Ser importante debe ser agradable, lanzó con tino un joven observador de un encuentro, pero ser agradable, a la larga, es quizá más importante. Tito y Bárbara apostaron a engrandecerse con la palabra. Ella debía transformar el mundo interior, el alma hubieran dicho en el XIX. Si la literatura no sirve para descubrir mundos internos, territorios desconocidos, inexplorados, si no desnuda pasiones, si no desata energías dormidas, para qué está allí. Quizá la mejor expresión del impacto de la obra de Monterroso estaba en él mismo. Algunos han dicho tímido, reservado, puede ser sólo la superficie. Ese hombre cuidaba al detalle lo que salía de su pluma, pero también de su boca. No todo era timidez. Las vanidades del gremio contrastaban con el agradecimiento hondo de quien aquilata la vida desde lo que se tiene. La vanidad hace de los deseos una esclavitud. Tito huyó de esa posibilidad. Editor, promotor, crítico severo, maestro universitario, al pasado lo miraba sin recelo, como parte de una saga con dolor, pero espléndida.
Reírse de los otros es más o menos sencillo. Reírse sin amargura de uno mismo habla de una salud mental poco común. “La modestia es algo muy extraño -sentenció Chesterton- en el momento mismo en que creemos tenerla ya la hemos perdido”.
Modesto auténtico, poco decía de sí mismo. Por eso su compañía era tan grata, pues no reclamaba el espacio que no se le concedía. La torpeza en todo caso estaría en los otros. Irónico por naturaleza no recurría de la maledicencia para derribar a los prepotentes. Suave en sus formas, delicado, casi frágil, no necesitaba elevar la voz para dejar caer un sentencia lapidaria.
Eso agigantaba su fortaleza. Detrás de sus enormes anteojos aparecía esa mirada pícara y reposada, generosa y resignada, lista para el juego de las palabras.
Lo traté poco, mucho menos de lo que hubiera deseado. Su serenidad profunda no reclamaba refrendos. Palabra y biografía se hicieron una. Vivió a la altura de sus dichos, es decir muy alto.
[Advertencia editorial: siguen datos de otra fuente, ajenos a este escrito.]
impl Picking {
    /// Recompiles the shaders. On failure the old programs stay in use.
    fn reload(&mut self, ctx: &Context) {
        match Programs::load(ctx) {
            Ok(programs) => {
                self.programs = programs;
                info!("reloaded shaders");
            }
            Err(err) => error!("shader reload failed, keeping the old programs: {}", err),
        }
    }

    fn projection(&self) -> Mat4 {
        Mat4::perspective_rh_gl(FOVY.to_radians(), self.aspect, Z_NEAR, Z_FAR)
    }

    fn pick(&mut self, ctx: &Context) {
        let Some(fbo) = self.fbo.as_ref() else {
            return;
        };
        let Some((x, y)) = cursor_texel(ctx.cursor(), fbo.dimensions()) else {
            return;
        };
        let value = ctx.factory().read_value(fbo, ID_ATTACHMENT, x, y);
        self.picked = picked_index(value, self.objects.len());
        match self.picked {
            Some(index) => info!("picked {}", self.objects[index].name),
            None => debug!("nothing under the cursor at ({}, {})", x, y),
        }
    }

    fn draw_scene(&self, factory: &Factory, fbo: &Framebuffer) {
        factory.clear(fbo, ClearOp::color_depth([0.0, 0.0, 0.0]));
        let proj = Uniform::from(self.projection());
        let view = Uniform::from(self.camera.borrow().view_mx());
        let state = State { depth_test: DepthTest::LessThan, ..State::default() };

        for (index, object) in self.objects.iter().enumerate() {
            let uniforms = [
                ("projMx", proj),
                ("viewMx", view),
                ("modelMx", Uniform::from(object.model)),
                ("color", Uniform::from(object.color)),
                ("objectId", Uniform::from((index + 1) as f32)),
            ];
            let invocation = Invocation { program: &self.programs.scene, uniforms: &uniforms, textures: &[] };
            factory.draw(fbo, &state, &object.mesh, &invocation);
        }

        if let Some(object) = self.picked.and_then(|index| self.objects.get(index)) {
            let model = object.model * Mat4::from_scale(Vec3::splat(SELECTION_SCALE));
            let uniforms = [("projMx", proj), ("viewMx", view), ("modelMx", Uniform::from(model))];
            let invocation = Invocation { program: &self.programs.selection, uniforms: &uniforms, textures: &[] };
            let state = State { polygon_mode: PolygonMode::Line(2.0), ..state };
            factory.draw(fbo, &state, &self.selection_box, &invocation);
        }
    }

    fn draw_quad(&self, factory: &Factory, target: &Framebuffer, fbo: &Framebuffer) {
        factory.clear(target, ClearOp::color_depth([0.0, 0.0, 0.0]));
        let (Some(color), Some(id), Some(normal), Some(depth)) =
            (fbo.color(0), fbo.color(1), fbo.color(2), fbo.depth())
        else {
            return;
        };
        let uniforms = [("showMode", Uniform::from(self.show_attachment))];
        let textures = [("tex", color), ("idTex", id), ("normalTex", normal), ("depthTex", depth)];
        let invocation = Invocation { program: &self.programs.quad, uniforms: &uniforms, textures: &textures };
        factory.draw(target, &State::default().without_depth(), &self.quad, &invocation);
    }
}

impl Plugin for Picking {
    const NAME: &'static str = "Picking";
    const PATH: &'static str = "PCVC/Picking";
    const IDX: u32 = 101;

    fn create(ctx: &mut Context) -> Result<Self> {
        let camera = Rc::new(RefCell::new(OrbitCamera::new(INIT_CAMERA_DOLLY)));
        ctx.register_camera(&camera)?;
        let programs = Programs::load(ctx)?;

        let factory = ctx.factory();
        let cube = upload(factory, &Geometry::cube());
        let objects = vec![
            Object {
                name: "base plate",
                mesh: cube.clone(),
                model: Mat4::from_translation(Vec3::new(0.0, 0.0, -0.6))
                    * Mat4::from_scale(Vec3::new(5.0, 5.0, 0.01)),
                color: Vec3::splat(0.6),
            },
            Object {
                name: "cube",
                mesh: cube,
                model: Mat4::from_translation(Vec3::new(-0.5, 1.3, 0.0)),
                color: Vec3::new(0.9, 0.3, 0.2),
            },
            Object {
                name: "sphere",
                mesh: upload(factory, &Geometry::sphere(32, 64)),
                model: Mat4::from_translation(Vec3::new(1.0, 0.0, 0.0)) * Mat4::from_scale(Vec3::splat(1.1)),
                color: Vec3::new(0.2, 0.4, 0.9),
            },
            Object {
                name: "torus",
                mesh: upload(factory, &Geometry::torus(48, 24)),
                model: Mat4::from_translation(Vec3::new(-1.0, -0.6, 0.0)),
                color: Vec3::new(0.3, 0.8, 0.3),
            },
        ];

        let corners = factory.buffer(buffer::Kind::Array, &BOX_CORNERS);
        let edges = factory.buffer(buffer::Kind::Index, &BOX_EDGES);
        let selection_box = factory.mesh(
            &[(0, Accessor::new(corners, Format::F32(3), 0, 0))],
            Some(Accessor::new(edges, Format::U32(1), 0, 0)),
            DrawCall::elements(Primitive::Lines, BOX_EDGES.len()),
        );
        let corners = factory.buffer(buffer::Kind::Array, &QUAD);
        let quad = factory.mesh(
            &[(0, Accessor::new(corners, Format::F32(2), 0, 0))],
            None,
            DrawCall::arrays(Primitive::TriangleStrip, 4),
        );

        Ok(Picking {
            camera,
            programs,
            objects,
            selection_box,
            quad,
            fbo: None,
            aspect: ctx.aspect(),
            show_attachment: 0,
            picked: None,
            move_mode: MoveMode::None,
        })
    }
}

impl RenderPlugin for Picking {
    fn render(&mut self, ctx: &mut Context) -> Result<()> {
        let factory = ctx.factory();
        let target = ctx.default_framebuffer();
        match self.fbo.as_ref() {
            Some(fbo) => {
                self.draw_scene(factory, fbo);
                self.draw_quad(factory, &target, fbo);
            }
            None => factory.clear(&target, ClearOp::color_depth([0.0, 0.0, 0.0])),
        }
        Ok(())
    }

    fn resize(&mut self, ctx: &mut Context, width: u32, height: u32) -> Result<()> {
        if width == 0 || height == 0 {
            return Ok(());
        }
        self.aspect = width as f32 / height as f32;
        // Drop the old attachments before allocating the new ones.
        self.fbo = None;
        self.fbo = Some(ctx.factory().framebuffer(width, height, &ATTACHMENTS, true)?);
        Ok(())
    }

    fn keyboard(&mut self, ctx: &mut Context, key: Key, action: KeyAction, _mods: Mods) -> Result<()> {
        if action != KeyAction::Press {
            return Ok(());
        }
        match key {
            Key::R => self.reload(ctx),
            Key::Key1 | Key::Key2 | Key::Key3 | Key::Key4 => {
                if let Some(digit) = key.digit() {
                    self.show_attachment = i32::from(digit) - 1;
                }
            }
            _ => {}
        }
        Ok(())
    }

    fn mouse_button(
        &mut self,
        ctx: &mut Context,
        button: MouseButton,
        action: MouseButtonAction,
        mods: Mods,
    ) -> Result<()> {
        if button == MouseButton::Left && action == MouseButtonAction::Press && mods.control() {
            self.pick(ctx);
        }
        self.move_mode = MoveMode::from_button(button, action, mods);
        Ok(())
    }

    fn mouse_move(&mut self, ctx: &mut Context, _x: f64, _y: f64) -> Result<()> {
        let Some(object) = self.picked.and_then(|index| self.objects.get_mut(index)) else {
            return Ok(());
        };
        if self.move_mode == MoveMode::None {
            return Ok(());
        }
        let (dx, dy) = ctx.cursor_delta();
        let view = self.camera.borrow().view_mx();
        let offset = self.move_mode.offset(&view, dx as f32, dy as f32);
        object.model = Mat4::from_translation(offset) * object.model;
        Ok(())
    }

    fn gui(&mut self, ctx: &mut Context, ui: &mut egui::Ui) -> Result<()> {
        let shown = usize::try_from(self.show_attachment)
            .ok()
            .and_then(|index| VIEWS.get(index))
            .copied()
            .unwrap_or("?");
        egui::ComboBox::from_label("Attachment")
            .selected_text(shown)
            .show_ui(ui, |ui| {
                for (index, name) in (0..).zip(VIEWS) {
                    ui.selectable_value(&mut self.show_attachment, index, name);
                }
            });

        let picked = self
            .picked
            .and_then(|index| self.objects.get(index))
            .map_or("nothing", |object| object.name);
        ui.horizontal(|ui| {
            ui.label(format!("Picked: {}", picked));
            if self.picked.is_some() && ui.button("Deselect").clicked() {
                self.picked = None;
                self.move_mode = MoveMode::None;
            }
        });
        ui.label("Ctrl+left click picks. Ctrl+right drag moves in the view plane, Ctrl+middle drag in depth.");

        if ui.button("Reload shaders").clicked() {
            self.reload(ctx);
        }
        Ok(())
    }
}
Era la encarnación de su obra. Quizá por eso la larga lista de amigos tristes, porque podremos releerlo pero ya no abrazarlo.
Hace unas semanas tomé el teléfono. La intrigante música compuesta por Nietzsche en bella edición de la UNAM había sido su saludo navideño. Yo la gozaba y en ese instante decidí decírselos. Bárbara no estaba. Hay que vernos fue lo último que dijimos. Será. Gracias Tito, gracias por todo.